Macron’s rhetorical questions are as deadly as Israel’s bombing of Gaza
Decisions made by political leaders are clear for all to see except by the politicians themselves, French President Emanuel Macron would have us believe. At the beginning of the Israeli aggression against the Palestinians in Gaza in October, France, Italy, the United Kingdom and Germany issued a statement expressing “steadfast and united support to the State of Israel,” while also pledging to “support Israel in its efforts to defend itself and its people.”
As the death toll from Israel’s bombing of Gaza passed 15,000, Macron asked Israel to clarify its objectives. “We are at a moment where the Israeli authorities will have to define more precisely their objective and the desired final state,” he declared during a press conference in Dubai on the sidelines of the UN COP28 climate summit. “The total destruction of Hamas, what is it, and does anyone think it is possible? If that’s it, the war will last 10 years, and I don’t think anyone knows how to seriously define this objective.”
Did Macron really believe Israel’s security narrative, when its surveillance technology is sought after by governments worldwide and could have prevented any infiltration from Gaza? Furthermore, is Israel’s slant on the US war on terror believable when ethnic cleansing is a bigger priority for the Zionist colonial project than “going after Hamas”? If one had to turn the narrative on Israel, how does a leader decide to bomb an enclave with the risk of killing its own settler-colonial citizens? Everything and everyone are clearly acceptable collateral damage in the pursuit of “greater Israel”.

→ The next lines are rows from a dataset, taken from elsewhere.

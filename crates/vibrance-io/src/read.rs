//! Image decoding into the shared pixel buffer.

use std::path::Path;

use image::ImageReader;
use tracing::debug;

use vibrance_core::PixelBuffer;

use crate::{IoError, IoResult};

/// A decoded image plus the source traits the save side cares about.
#[derive(Debug, Clone)]
pub struct LoadedImage {
    /// Pixels as f32 RGBA; sources without alpha decode with alpha = 1.
    pub buffer: PixelBuffer,
    /// Whether the source file carried an alpha channel.
    pub has_alpha: bool,
    /// Whether the source file carried more than 8 bits per channel.
    pub sixteen_bit: bool,
}

/// Reads an image file, auto-detecting the format from its content.
///
/// All supported formats (BMP, JPEG, PNG, TIFF, WebP and whatever else the
/// `image` crate recognizes) decode into the same f32 RGBA buffer;
/// 16-bit sources keep their precision through the float conversion.
///
/// # Errors
///
/// Returns [`IoError::Io`] if the file cannot be opened and
/// [`IoError::Decode`] for unrecognized or corrupt content.
pub fn read<P: AsRef<Path>>(path: P) -> IoResult<LoadedImage> {
    let path = path.as_ref();
    let dynamic = ImageReader::open(path)?
        .with_guessed_format()?
        .decode()
        .map_err(|e| IoError::Decode(e.to_string()))?;

    let color = dynamic.color();
    let has_alpha = color.has_alpha();
    let sixteen_bit = color.bytes_per_pixel() / color.channel_count() > 1;
    debug!(
        path = %path.display(),
        width = dynamic.width(),
        height = dynamic.height(),
        ?color,
        "decoded image"
    );

    let (width, height) = (dynamic.width(), dynamic.height());
    let data: Vec<f32> = if sixteen_bit {
        dynamic
            .to_rgba16()
            .into_raw()
            .iter()
            .map(|&v| v as f32 / 65535.0)
            .collect()
    } else {
        dynamic
            .to_rgba8()
            .into_raw()
            .iter()
            .map(|&v| v as f32 / 255.0)
            .collect()
    };

    let buffer = PixelBuffer::from_data(width, height, data)
        .map_err(|e| IoError::Decode(e.to_string()))?;
    Ok(LoadedImage {
        buffer,
        has_alpha,
        sixteen_bit,
    })
}
//! The saturation gain law and the gamut-edge mask.
//!
//! Both are pure scalar functions; the engine composes them with an adapter
//! row to form the per-pixel transform.

/// Applies the saturation gain law to a normalized channel value.
///
/// - `g > 0` boosts toward vivid: `x.powf(1 - g)`. As g approaches 1 this
///   approaches a step that pushes all non-zero input toward 1.
/// - `g <= 0` reduces toward gray: `x * (1 + g)`. At g = -1 every input
///   collapses to 0, so full desaturation is exact rather than approximate.
///
/// The input is clamped to [0, 1] first; calibrated normalization can
/// overshoot by a hair and must not produce NaN or values above 1. Zero maps
/// to zero for every g, including g = 1 where a bare `powf(0.0, 0.0)`
/// would return 1 and tint achromatic pixels. The zero test uses a tiny
/// threshold rather than exact equality: cylindrical decompositions leave
/// ~1e-12 of chroma residue on the gray axis, and at g = 1 the power curve
/// is a step that would promote that residue to full chroma.
///
/// # Example
///
/// ```rust
/// use vibrance_color::gain;
///
/// assert_eq!(gain(0.25, 0.0), 0.25);  // identity
/// assert_eq!(gain(0.25, -1.0), 0.0);  // full desaturation
/// assert!(gain(0.25, 0.5) > 0.25);    // boost
/// ```
#[inline]
pub fn gain(x: f64, g: f64) -> f64 {
    const ACHROMATIC_EPS: f64 = 1e-9;
    let x = x.clamp(0.0, 1.0);
    if x <= ACHROMATIC_EPS {
        return 0.0;
    }
    if g > 0.0 { x.powf(1.0 - g) } else { x * (1.0 + g) }
}

/// Distance-to-clipping mask in [0, 1].
///
/// Each channel's distance to its nearer boundary (0 or 1) measures how much
/// room that channel has before a saturation push clips it; the pixel mask
/// is twice the minimum distance across channels. Mid-gray gets 1 (full
/// strength), any channel already at a boundary gets 0 (no adjustment).
///
/// # Example
///
/// ```rust
/// use vibrance_color::gamut_mask;
///
/// assert_eq!(gamut_mask(0.5, 0.5, 0.5), 1.0);
/// assert_eq!(gamut_mask(1.0, 0.3, 0.5), 0.0);
/// ```
#[inline]
pub fn gamut_mask(r: f64, g: f64, b: f64) -> f64 {
    let r_dist = r.min(1.0 - r);
    let g_dist = g.min(1.0 - g);
    let b_dist = b.min(1.0 - b);
    (2.0 * r_dist.min(g_dist).min(b_dist)).clamp(0.0, 1.0)
}
//! sRGB transfer function.
//!
//! The sRGB standard uses a piecewise function combining a linear segment
//! near black with a power curve (approximately gamma 2.2) for the rest.
//! The conversion layer runs in double precision, so unlike most image
//! plumbing these operate on `f64`.
//!
//! # Range
//!
//! - Input/Output: [0, 1]
//!
//! # Reference
//!
//! IEC 61966-2-1:1999

/// sRGB EOTF: decodes sRGB encoded values to linear light.
///
/// # Example
///
/// ```rust
/// use vibrance_color::srgb::eotf;
///
/// let linear = eotf(0.5);
/// assert!((linear - 0.214).abs() < 0.01);
/// ```
#[inline]
pub fn eotf(v: f64) -> f64 {
    if v <= 0.04045 {
        v / 12.92
    } else {
        ((v + 0.055) / 1.055).powf(2.4)
    }
}

/// sRGB OETF: encodes linear light to sRGB.
///
/// # Example
///
/// ```rust
/// use vibrance_color::srgb::oetf;
///
/// let encoded = oetf(0.214);
/// assert!((encoded - 0.5).abs() < 0.01);
/// ```
#[inline]
pub fn oetf(l: f64) -> f64 {
    if l <= 0.0031308 {
        l * 12.92
    } else {
        1.055 * l.powf(1.0 / 2.4) - 0.055
    }
}

/// Applies the sRGB EOTF to an RGB triplet.
#[inline]
pub fn eotf_rgb(rgb: [f64; 3]) -> [f64; 3] {
    [eotf(rgb[0]), eotf(rgb[1]), eotf(rgb[2])]
}

/// Applies the sRGB OETF to an RGB triplet.
#[inline]
pub fn oetf_rgb(rgb: [f64; 3]) -> [f64; 3] {
    [oetf(rgb[0]), oetf(rgb[1]), oetf(rgb[2])]
}

#[cfg(test)]
mod tests {
    use super::*;

    #[test]
    fn test_roundtrip() {
        for i in 0..=100 {
            let v = i as f64 / 100.0;
            let back = oetf(eotf(v));
            assert!((v - back).abs() < 1e-12, "v={}, back={}", v, back);
        }
    }

    #[test]
    fn test_boundaries() {
        assert_eq!(eotf(0.0), 0.0);
        assert!((eotf(1.0) - 1.0).abs() < 1e-12);
        assert_eq!(oetf(0.0), 0.0);
        assert!((oetf(1.0) - 1.0).abs() < 1e-12);
    }

    #[test]
    fn test_midpoint() {
        // sRGB 0.5 is approximately 0.214 linear
        assert!((eotf(0.5) - 0.214).abs() < 0.01);
    }
}
//! Command implementations for the `vibrance` binary.
//!
//! Split out as a library so the batch behavior is testable without
//! spawning the binary.

pub mod commands;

Macron had also called for a humanitarian pause, a lull in Israel’s genocidal bombing of Gaza. As with other world leaders, he imparted the contradiction of bombing while protecting civilians, the kind of double speak of which the UN is so fond to make human rights even remotely relevant. The protection of civilians is rarely heeded in any war. In Gaza, where people have no freedom of movement, the protection of civilians from Israel’s military aggression is impossible. The Palestinians have nowhere to go. Forced displacement does not count as protecting civilian lives. These are basic facts of which Macron and other world leaders are aware. Yet Israel’s colonial narrative seeps out of every international statement that they make. This includes asking Israel for precise objectives, when the only precision we see is in Israel’s precision missile strikes, where the destruction speaks for itself.
If Israel continues refusing to articulate its objectives which are obvious to anyone, what will world leaders do? Will the international community endorse the lie about going after Hamas while calling upon Israel to protect the colonised Palestinians from colonial violence? History, and not only that of Israel – France can look at its own colonial trajectory – proves that colonial entities do not protect the colonised. This means that the international community has a role to play in stopping Israel’s violence, if only it ever really believed in protecting civilians, or wasn’t so invested in Israel’s existence. Israel is ethnically cleansing Gaza and Macron knows it, as do all world leaders. Macron should stop asking rhetorical questions and step away from such hypocritical hyperbole and his rhetorical questions that are as deadly as Israel’s bombing of Gaza.
Macron’s rhetorical questions are as deadly as Israel’s bombing of Gaza
0 thoughts on “Macron’s rhetorical questions are as deadly as Israel’s bombing of Gaza”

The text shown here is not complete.